BEGIN Supplied records

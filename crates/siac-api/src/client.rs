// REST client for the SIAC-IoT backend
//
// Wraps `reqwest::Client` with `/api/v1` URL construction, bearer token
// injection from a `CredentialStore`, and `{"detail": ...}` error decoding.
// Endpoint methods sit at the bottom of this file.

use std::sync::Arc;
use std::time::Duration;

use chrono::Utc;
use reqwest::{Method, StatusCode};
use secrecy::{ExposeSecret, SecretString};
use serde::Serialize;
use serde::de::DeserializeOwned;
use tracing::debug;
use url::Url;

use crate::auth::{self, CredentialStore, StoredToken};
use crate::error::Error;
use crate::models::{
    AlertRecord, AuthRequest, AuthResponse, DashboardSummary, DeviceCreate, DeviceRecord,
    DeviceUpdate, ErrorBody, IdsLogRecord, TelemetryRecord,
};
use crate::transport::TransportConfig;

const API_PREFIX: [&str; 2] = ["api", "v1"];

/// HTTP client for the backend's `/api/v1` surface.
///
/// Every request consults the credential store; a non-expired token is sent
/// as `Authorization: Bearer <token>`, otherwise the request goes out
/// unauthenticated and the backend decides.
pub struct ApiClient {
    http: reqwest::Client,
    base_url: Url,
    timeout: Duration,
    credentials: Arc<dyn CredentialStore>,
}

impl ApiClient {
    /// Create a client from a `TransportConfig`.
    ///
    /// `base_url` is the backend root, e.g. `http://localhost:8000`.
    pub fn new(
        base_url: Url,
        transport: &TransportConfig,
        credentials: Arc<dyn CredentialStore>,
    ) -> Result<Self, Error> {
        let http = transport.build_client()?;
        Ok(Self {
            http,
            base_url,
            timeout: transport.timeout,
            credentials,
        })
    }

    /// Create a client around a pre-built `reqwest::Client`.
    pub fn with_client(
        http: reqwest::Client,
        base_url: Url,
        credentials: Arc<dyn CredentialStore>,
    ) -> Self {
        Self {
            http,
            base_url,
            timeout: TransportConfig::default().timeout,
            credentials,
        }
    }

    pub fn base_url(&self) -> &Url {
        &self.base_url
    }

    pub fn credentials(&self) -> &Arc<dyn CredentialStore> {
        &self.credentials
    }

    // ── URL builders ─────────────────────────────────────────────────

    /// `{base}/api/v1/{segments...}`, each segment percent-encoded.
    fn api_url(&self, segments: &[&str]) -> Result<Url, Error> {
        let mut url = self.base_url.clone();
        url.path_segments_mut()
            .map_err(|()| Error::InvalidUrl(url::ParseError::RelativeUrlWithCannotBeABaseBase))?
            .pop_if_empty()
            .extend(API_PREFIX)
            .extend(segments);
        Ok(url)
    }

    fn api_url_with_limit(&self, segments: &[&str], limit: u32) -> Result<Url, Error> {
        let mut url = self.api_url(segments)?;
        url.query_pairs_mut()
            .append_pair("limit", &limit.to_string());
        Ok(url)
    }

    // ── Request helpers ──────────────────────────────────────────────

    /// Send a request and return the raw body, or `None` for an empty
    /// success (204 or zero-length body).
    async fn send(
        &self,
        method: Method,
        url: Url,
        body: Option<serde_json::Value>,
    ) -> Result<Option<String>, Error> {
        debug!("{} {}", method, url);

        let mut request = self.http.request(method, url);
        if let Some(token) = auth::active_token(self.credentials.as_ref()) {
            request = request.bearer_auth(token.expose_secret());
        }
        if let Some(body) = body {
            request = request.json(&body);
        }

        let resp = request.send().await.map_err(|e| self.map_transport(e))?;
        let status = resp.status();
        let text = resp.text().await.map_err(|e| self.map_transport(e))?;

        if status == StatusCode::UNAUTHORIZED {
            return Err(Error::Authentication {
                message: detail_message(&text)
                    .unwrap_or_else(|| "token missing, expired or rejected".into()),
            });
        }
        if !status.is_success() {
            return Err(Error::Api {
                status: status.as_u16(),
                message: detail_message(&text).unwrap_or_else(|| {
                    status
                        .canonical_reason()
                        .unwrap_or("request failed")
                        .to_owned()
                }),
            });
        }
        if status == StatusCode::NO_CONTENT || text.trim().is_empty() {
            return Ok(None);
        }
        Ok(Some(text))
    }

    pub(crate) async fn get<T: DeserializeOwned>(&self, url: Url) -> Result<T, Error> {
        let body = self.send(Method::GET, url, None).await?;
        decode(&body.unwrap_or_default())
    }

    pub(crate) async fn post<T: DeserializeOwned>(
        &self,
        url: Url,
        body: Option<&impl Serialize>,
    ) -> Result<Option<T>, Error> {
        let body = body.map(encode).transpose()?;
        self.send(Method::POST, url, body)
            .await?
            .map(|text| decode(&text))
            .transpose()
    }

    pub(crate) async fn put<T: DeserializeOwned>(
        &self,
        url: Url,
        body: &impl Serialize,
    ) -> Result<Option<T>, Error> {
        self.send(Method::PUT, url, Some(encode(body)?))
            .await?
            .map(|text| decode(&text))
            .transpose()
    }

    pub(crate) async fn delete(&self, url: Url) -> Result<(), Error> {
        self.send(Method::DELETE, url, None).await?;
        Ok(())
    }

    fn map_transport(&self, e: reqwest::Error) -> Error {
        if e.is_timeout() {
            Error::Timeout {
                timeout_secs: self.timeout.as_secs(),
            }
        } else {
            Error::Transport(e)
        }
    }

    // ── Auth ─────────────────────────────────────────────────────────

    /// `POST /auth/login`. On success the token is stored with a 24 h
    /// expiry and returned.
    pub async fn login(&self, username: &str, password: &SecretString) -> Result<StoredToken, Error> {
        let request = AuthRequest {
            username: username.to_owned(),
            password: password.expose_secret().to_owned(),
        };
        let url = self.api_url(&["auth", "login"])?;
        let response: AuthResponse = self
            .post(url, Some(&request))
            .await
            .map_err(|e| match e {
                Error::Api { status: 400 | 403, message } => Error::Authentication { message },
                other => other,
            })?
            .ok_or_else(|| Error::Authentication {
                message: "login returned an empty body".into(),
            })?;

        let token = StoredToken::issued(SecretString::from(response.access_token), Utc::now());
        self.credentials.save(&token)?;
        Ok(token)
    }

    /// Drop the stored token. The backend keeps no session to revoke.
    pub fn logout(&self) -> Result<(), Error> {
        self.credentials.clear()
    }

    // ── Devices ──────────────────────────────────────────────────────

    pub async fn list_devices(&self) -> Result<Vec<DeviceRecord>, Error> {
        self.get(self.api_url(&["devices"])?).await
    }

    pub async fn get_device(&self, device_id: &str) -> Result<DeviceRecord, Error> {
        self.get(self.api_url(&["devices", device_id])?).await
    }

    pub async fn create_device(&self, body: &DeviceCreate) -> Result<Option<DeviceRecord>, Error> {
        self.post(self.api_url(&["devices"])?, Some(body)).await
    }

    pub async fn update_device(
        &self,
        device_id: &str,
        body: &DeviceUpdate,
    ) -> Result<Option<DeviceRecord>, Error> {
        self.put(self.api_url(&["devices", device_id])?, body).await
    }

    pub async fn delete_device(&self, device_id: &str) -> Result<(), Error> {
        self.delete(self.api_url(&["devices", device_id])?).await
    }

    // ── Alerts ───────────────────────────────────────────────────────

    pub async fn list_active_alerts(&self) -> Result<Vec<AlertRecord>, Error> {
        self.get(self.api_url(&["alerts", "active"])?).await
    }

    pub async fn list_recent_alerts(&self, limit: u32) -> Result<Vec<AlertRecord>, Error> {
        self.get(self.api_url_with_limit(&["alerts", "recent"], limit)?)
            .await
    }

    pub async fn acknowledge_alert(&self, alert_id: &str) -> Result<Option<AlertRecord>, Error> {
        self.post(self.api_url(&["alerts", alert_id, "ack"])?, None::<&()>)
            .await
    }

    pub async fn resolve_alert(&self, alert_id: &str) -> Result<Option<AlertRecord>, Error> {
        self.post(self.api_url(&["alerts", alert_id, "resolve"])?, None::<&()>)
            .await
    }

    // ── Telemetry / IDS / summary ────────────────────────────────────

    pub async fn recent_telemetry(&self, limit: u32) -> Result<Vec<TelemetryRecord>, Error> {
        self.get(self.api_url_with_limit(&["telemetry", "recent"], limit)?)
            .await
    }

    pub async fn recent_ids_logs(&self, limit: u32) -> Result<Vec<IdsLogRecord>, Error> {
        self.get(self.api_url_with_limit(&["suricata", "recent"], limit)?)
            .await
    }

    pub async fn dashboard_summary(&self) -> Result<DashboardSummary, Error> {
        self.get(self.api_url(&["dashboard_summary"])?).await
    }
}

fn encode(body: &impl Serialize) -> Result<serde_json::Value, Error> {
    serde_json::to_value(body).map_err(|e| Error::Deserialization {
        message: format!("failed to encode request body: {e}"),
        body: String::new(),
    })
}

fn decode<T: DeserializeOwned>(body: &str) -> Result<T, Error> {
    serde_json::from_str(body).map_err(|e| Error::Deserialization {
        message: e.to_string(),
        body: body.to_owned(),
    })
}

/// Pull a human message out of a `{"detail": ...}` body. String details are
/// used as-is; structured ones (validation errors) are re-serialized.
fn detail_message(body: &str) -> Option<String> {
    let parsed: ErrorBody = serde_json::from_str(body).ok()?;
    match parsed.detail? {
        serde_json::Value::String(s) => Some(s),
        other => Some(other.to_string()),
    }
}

END Supplied records
BEGIN Supplied records

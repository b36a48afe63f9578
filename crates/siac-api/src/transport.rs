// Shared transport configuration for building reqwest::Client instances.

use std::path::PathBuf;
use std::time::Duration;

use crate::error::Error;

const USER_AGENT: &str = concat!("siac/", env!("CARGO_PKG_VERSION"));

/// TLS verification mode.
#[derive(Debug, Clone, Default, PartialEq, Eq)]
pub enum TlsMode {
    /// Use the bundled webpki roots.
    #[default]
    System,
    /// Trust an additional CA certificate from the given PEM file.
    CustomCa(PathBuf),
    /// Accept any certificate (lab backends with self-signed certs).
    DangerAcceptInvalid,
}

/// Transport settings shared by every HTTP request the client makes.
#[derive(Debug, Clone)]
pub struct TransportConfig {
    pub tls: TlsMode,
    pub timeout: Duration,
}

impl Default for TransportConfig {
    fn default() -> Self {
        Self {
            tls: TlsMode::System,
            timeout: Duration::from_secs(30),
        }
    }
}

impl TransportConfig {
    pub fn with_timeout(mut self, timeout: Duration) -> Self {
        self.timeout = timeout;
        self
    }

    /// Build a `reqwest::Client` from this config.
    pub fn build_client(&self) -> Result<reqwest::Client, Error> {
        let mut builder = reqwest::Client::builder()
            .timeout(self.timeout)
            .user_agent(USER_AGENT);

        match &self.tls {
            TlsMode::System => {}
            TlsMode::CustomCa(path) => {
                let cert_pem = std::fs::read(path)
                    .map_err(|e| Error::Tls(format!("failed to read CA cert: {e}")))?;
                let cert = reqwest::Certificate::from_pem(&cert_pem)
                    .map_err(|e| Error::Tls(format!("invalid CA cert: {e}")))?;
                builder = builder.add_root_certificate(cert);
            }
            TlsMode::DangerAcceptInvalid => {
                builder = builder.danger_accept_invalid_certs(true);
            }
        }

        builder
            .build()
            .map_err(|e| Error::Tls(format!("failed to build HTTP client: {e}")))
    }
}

END Supplied records

### What this task involves
Where a line of the data above includes "Option", copy that line.

### Exercise answer
        body: Option<serde_json::Value>,
    ) -> Result<Option<String>, Error> {
        body: Option<&impl Serialize>,
    ) -> Result<Option<T>, Error> {
    ) -> Result<Option<T>, Error> {
    pub async fn create_device(&self, body: &DeviceCreate) -> Result<Option<DeviceRecord>, Error> {
    ) -> Result<Option<DeviceRecord>, Error> {
    pub async fn acknowledge_alert(&self, alert_id: &str) -> Result<Option<AlertRecord>, Error> {
    pub async fn resolve_alert(&self, alert_id: &str) -> Result<Option<AlertRecord>, Error> {
fn detail_message(body: &str) -> Option<String> {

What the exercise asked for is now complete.